David Cameron has called his four key demands for reforming the EU’s relationship with the UK a “battle for Britain”. And at last he has been able to fight it in person – albeit over a dinner of chicken terrine and venison, where the EU member state leaders had their first collective chance to discuss the UK’s demands.

The agenda of the European Council dinner in Brussels was to “discuss the state of play” and address political issues before a concrete proposal. None of the four issues Cameron is campaigning on are easy to tackle, politically or legally; they go to the heart of what makes the EU what it is, and even what it was before the UK even joined in 1973.

And while the dinner seems to have gone amicably enough, the statements that came out of it were rather equivocal. Translated into official language, the conclusions refer to a “substantive and constructive debate” on finding “mutually satisfactory solutions” to the UK’s demands.

Cameron’s tone at the late-night post-dinner press conference backed away from wartime analogies and towards the language of compromise used by other leaders. “Good progress”, he said, had been made towards agreement.

It sounded positive enough. But what does it mean?

Sticking point

The British government has a lot of work to do and not very much time to do it. In constitutional terms, seeking an exemption from the commitment to “ever closer union” is particularly problematic. This is contained in Article 1 of the Treaty on European Unionand provides the whole rationale for the European project.

If Cameron were granted his wish that this should not apply to Britain in a “formal, legally binding” way, that could deal a major blow to the fundamental premise of the whole EU project. His letter actually calls for more integration in some areas of the single market to boost competitiveness, but an “opt-out” from this is fundamentally different from not participating in the euro, external migration policy, the Schengen area and so on.

The main sticking point is the question of rights for EU citizens working in the UK, in particular the rights to in-work benefits and equal treatment. Cameron is demanding that the UK be allowed to treat EU citizens differently by imposing a four-year ban on their eligibility for these benefits.

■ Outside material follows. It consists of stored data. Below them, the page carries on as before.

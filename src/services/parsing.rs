//! Pure HTML-to-record parsers for the listing and detail pages.
//!
//! Both parsers are side-effect free: raw page text in, structured records
//! out. Missing optional structure degrades to `None` instead of failing;
//! listing blocks without a title link or without showtimes are dropped with
//! a warning.

use scraper::{ElementRef, Html, Selector};
use tracing::warn;

use crate::error::{AppError, AppResult};
use crate::models::{ListingEntry, Movie};

/// Navigation wait marker for the programme page: the container the
/// `#repertuar@DD-MM-YYYY` URL fragment addresses. Present on any fully
/// rendered listing page, including days with no screenings; its absence
/// after the timeout means the page never finished loading.
pub const LISTING_MARKER: &str = "#repertuar";
/// Selector the detail page is expected to render.
pub const DETAIL_MARKER: &str = "div.opisf";

const LISTING_BLOCK: &str = "div.boks.ilustracja-left.mala-ilustr.wyzszy";
const TITLE_LINK: &str = "a.tyt";
const SHOWTIME_LINK: &str = "a.xseans";
const DETAIL_ROW: &str = "div.crrow";

fn selector(s: &str) -> AppResult<Selector> {
    Selector::parse(s).map_err(|e| AppError::Parse(format!("bad selector '{}': {}", s, e)))
}

fn element_text(el: ElementRef<'_>) -> String {
    el.text().collect::<Vec<_>>().join(" ").trim().to_string()
}

/// Extract one `ListingEntry` per movie block of a date's listing page.
/// Relative detail hrefs are joined onto `base_url`.
pub fn parse_listing(html: &str, base_url: &str) -> AppResult<Vec<ListingEntry>> {
    let document = Html::parse_document(html);
    let block_sel = selector(LISTING_BLOCK)?;
    let title_sel = selector(TITLE_LINK)?;
    let showtime_sel = selector(SHOWTIME_LINK)?;

    let mut entries = Vec::new();
    for block in document.select(&block_sel) {
        let Some(link) = block.select(&title_sel).next() else {
            warn!("listing block without a title link, dropping");
            continue;
        };
        let title = element_text(link);

        let showtimes: Vec<String> = block
            .select(&showtime_sel)
            .map(|a| element_text(a))
            .filter(|s| !s.is_empty())
            .collect();
        if showtimes.is_empty() {
            warn!(title = %title, "listing entry without showtimes, dropping");
            continue;
        }

        let href = link.value().attr("href").unwrap_or("");
        let href = if href.starts_with("http") {
            href.to_string()
        } else {
            format!("{}{}", base_url, href)
        };

        entries.push(ListingEntry {
            title,
            href,
            showtimes,
        });
    }
    Ok(entries)
}

/// Extract structured metadata from a movie detail page. The title and href
/// come from the listing; every parsed field is optional.
pub fn parse_detail(html: &str, title: &str, href: &str) -> AppResult<Movie> {
    let document = Html::parse_document(html);
    let row_sel = selector(DETAIL_ROW)?;
    let h4_sel = selector("h4")?;

    let rows: Vec<String> = document.select(&row_sel).map(element_text).collect();
    let headings: Vec<String> = document.select(&h4_sel).map(element_text).collect();

    let duration = labeled_value(&rows, "czas:").and_then(|text| {
        let digits: String = text.chars().filter(|c| c.is_ascii_digit()).collect();
        digits.parse::<i64>().ok()
    });

    let director = labeled_value(&headings, "reż.");

    let genre = labeled_value(&headings, "gatunek:")
        .map(|g| {
            // the age-rating note shares the genre heading
            g.split("kategoria wiekowa")
                .next()
                .unwrap_or("")
                .trim()
                .to_string()
        })
        .filter(|g| !g.is_empty());

    let production = labeled_value(&rows, "produkcja:");

    let paragraph_sel = selector("div.opisf p")?;
    let paragraphs: Vec<String> = document
        .select(&paragraph_sel)
        .map(element_text)
        .filter(|p| !p.is_empty())
        .collect();
    let description = if paragraphs.is_empty() {
        None
    } else {
        Some(paragraphs.join(" "))
    };

    Ok(Movie {
        title: title.to_string(),
        duration,
        director,
        genre,
        production,
        description,
        href: href.to_string(),
    })
}

/// First element containing `label`, with the label stripped and the rest
/// trimmed. None when no element carries the label.
fn labeled_value(texts: &[String], label: &str) -> Option<String> {
    texts
        .iter()
        .find(|text| text.contains(label))
        .map(|text| text.replace(label, "").trim().to_string())
        .filter(|v| !v.is_empty())
}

Since such discrimination is prohibited under EU law, this is deeply problematic in both theory and in practice. It strikes at the heart of the principle of free movement as a pillar of the single market – the same market that Cameron is arguing should be strengthened in other areas to boost competitiveness.

Unsurprisingly, various EU institutions and member states are resistant to the UK’s insistence on being treated (yet again) as a special exception. The fundamental principle of non-discrimination underpins large parts of EU law. There is undoubtedly a will to accommodate and compromise, but not at any cost.

Pressing matters

The Polish government – the British Conservative party’s main ally in their European Parliament group – is understandably resistant to changes which imply that the hundreds of thousands of Polish citizens working in the UK are somehow second-class. Tampering with the rights to free movement within the treaty is a Pandora’s box that no member state would seriously wish to open. There is no legal quick fix.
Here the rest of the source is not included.